The current projects in Honduras are focused on school development, one school in Villa de San Antonio and the second in more rural San Benito (my school). We are the first cycle of three. In London, we were told that being part of the initial cycle may feel like a slow progression, and that we may not see the impact we are having but the groundwork we are doing is vital for the following cycles. As the weeks roll on, it is obvious to all us volunteers how true this statement is. Our aim for the school is not only to be an institution providing good quality education, but to become a focal point in the community. Whilst we are on track for this, it is worth noting some of the challenges we have faced. Challenges related to building the initial relationships with not only the school pupils, but the community and our partner organisation.
Being the first cycle of volunteers in this school, there has been a lot for the children to adjust to. There are only 84 pupils attending and therefore having an additional 13 volunteers, some of whom speak a different language and come from a completely different place, is enough to be very noticeable. At first I was worried our presence was more of a distraction for them, especially as they would jump, run around and be somewhat wild near us. As time has gone on, the pupils have become used to our presence at their school. We have slowly built relationships with each and every pupil, getting to know all their crazy but wonderful personalities. This I believe has evolved their attitudes to see us volunteers also as teachers and not just random people. This has been vital to encourage them to fully engage in the activity clubs and become involved with our campaigns (recycling being one of the biggest).
To have successful campaigns, projects and make a long term change, it is vital to have the community on our side and involved with what we are trying to achieve. Our first real encounter with the population of San Benito was at the welcome event we put on to introduce ourselves and our goals. All of the pupils’ parents were invited, along with some community groups. However, the turnout was very small compared to what we hoped it would be (around 15-20 when we expected 50+). In order to reach out to the community, we decided to hold a meeting with the Teachers’ Association. The aim was to discuss our project, their contacts to help with the labour required for construction and if they had any suggestions. By the end of the meeting, we had gained insight on what the community wanted from us, which included an extension of a repairing the roof project. Hot topics such as funding were discussed thoroughly, especially if we were going to do more than what was budgeted for. An idea was suggested to contact the local Mayor to ask for support. Following the meeting, we helped the community members send a proposal for the extension plans to the Mayor and to ask for the extra funding, which was later granted. This collaboration with the community gave us the chance to know what they want us to do to improve their school but also to encourage their involvement in our projects. In our recent clean-up campaign, several local residents volunteered to help, which was really inspiring for the group. It is after all the community that will continue our work once all cycles have left.

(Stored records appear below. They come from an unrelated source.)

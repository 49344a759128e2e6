use anyhow::{Context, Result};
use clap::Args;

use smwgeo::config::Config;
use smwgeo::error::{Error, SmwErrorTrait};
use smwgeo::geocoder::SemanticWikiResolver;
use smwgeo::models::Location;

/// Resolver options that override the loaded configuration
#[derive(Args, Debug, Default)]
pub struct ResolverArgs {
    /// Page URL template with a single %s placeholder
    #[arg(long)]
    format_url: Option<String>,

    /// Attribute to search (repeatable, in priority order)
    #[arg(short, long = "attribute")]
    attributes: Vec<String>,

    /// Relation to follow (repeatable, in priority order)
    #[arg(short, long = "relation")]
    relations: Vec<String>,

    /// Maximum relation depth
    #[arg(long)]
    max_depth: Option<usize>,

    /// Print the result as JSON
    #[arg(long)]
    json: bool,
}

impl ResolverArgs {
    fn apply(&self, config: &mut Config) {
        if let Some(format_url) = &self.format_url {
            config.resolver.format_url = format_url.clone();
        }
        if !self.attributes.is_empty() {
            config.resolver.attributes = self.attributes.clone();
        }
        if !self.relations.is_empty() {
            config.resolver.relations = self.relations.clone();
        }
        if self.max_depth.is_some() {
            config.resolver.max_depth = self.max_depth;
        }
    }
}

fn build_resolver(mut config: Config, args: &ResolverArgs) -> Result<SemanticWikiResolver> {
    args.apply(&mut config);
    config.validate().context("Invalid configuration")?;

    let resolver =
        SemanticWikiResolver::from_config(&config).context("Failed to create resolver")?;
    Ok(resolver)
}

fn log_failure(err: &Error) {
    tracing::error!(
        category = err.category().as_str(),
        recoverable = err.is_recoverable(),
        "{}",
        err.summary()
    );
}

fn print_location(location: &Location, json: bool) -> Result<()> {
    if json {
        println!("{}", serde_json::to_string_pretty(location)?);
        return Ok(());
    }

    println!("Label: {}", location.label.as_deref().unwrap_or("(none)"));
    match &location.point {
        Some(point) => {
            println!("Latitude: {}", point.latitude);
            println!("Longitude: {}", point.longitude);
        }
        None => println!("No coordinates found"),
    }
    Ok(())
}

pub async fn geocode(query: &str, config: Config, args: ResolverArgs) -> Result<()> {
    let resolver = build_resolver(config, &args)?;

    let location = resolver
        .geocode(query)
        .await
        .inspect_err(log_failure)
        .with_context(|| format!("Failed to geocode \"{query}\""))?;

    print_location(&location, args.json)
}

pub async fn resolve(url: &str, config: Config, args: ResolverArgs) -> Result<()> {
    let resolver = build_resolver(config, &args)?;

    let location = resolver
        .geocode_url(url)
        .await
        .inspect_err(log_failure)
        .with_context(|| format!("Failed to resolve {url}"))?;

    print_location(&location, args.json)
}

This is the first time Progressio are working with the partner organisation Glasswing. Before coming out to Honduras, I never really thought about the relationship between the two charities or what the involvement is from the partner organisation. The way it works is the project goals and deadlines are outlined by Glasswing who we also call for equipment and resources, whereas Progressio provide the volunteers, whilst both contribute to funding for the project. As it is the first time the two organisations have come together, it is important to figure out the most effective way in getting things done. Some challenges we faced include not having the resources, such as the correct paint. The manuals we received to run the activity clubs we found sometimes to be unsuitable. But the biggest disruption was when the major infrastructure projects were postponed. This meant we had to be creative to find new projects to occupy our time (a lot of beautiful mural painting). Every two weeks we are visited by both charities to discuss the progress of our work and half way through the cycle we have the big mid-term evaluation to present our work, suggest improvements but also note the highlights. These meetings are excellent for forming solutions such as the best ways to receive some resources and suggesting better ideas for the manual, which will help the future cycles.
Working with two charities has given us a great insight on how NGOs operate. We have learnt that the administrative processes to show transparency with spending may cause delays, but also figured out the best ways to work with this process. We hope the groundwork and challenges that have been faced by being the first cycle will make things easier for the following cycles, all for the goal to make the school a great place for the kids we’ve grown to love.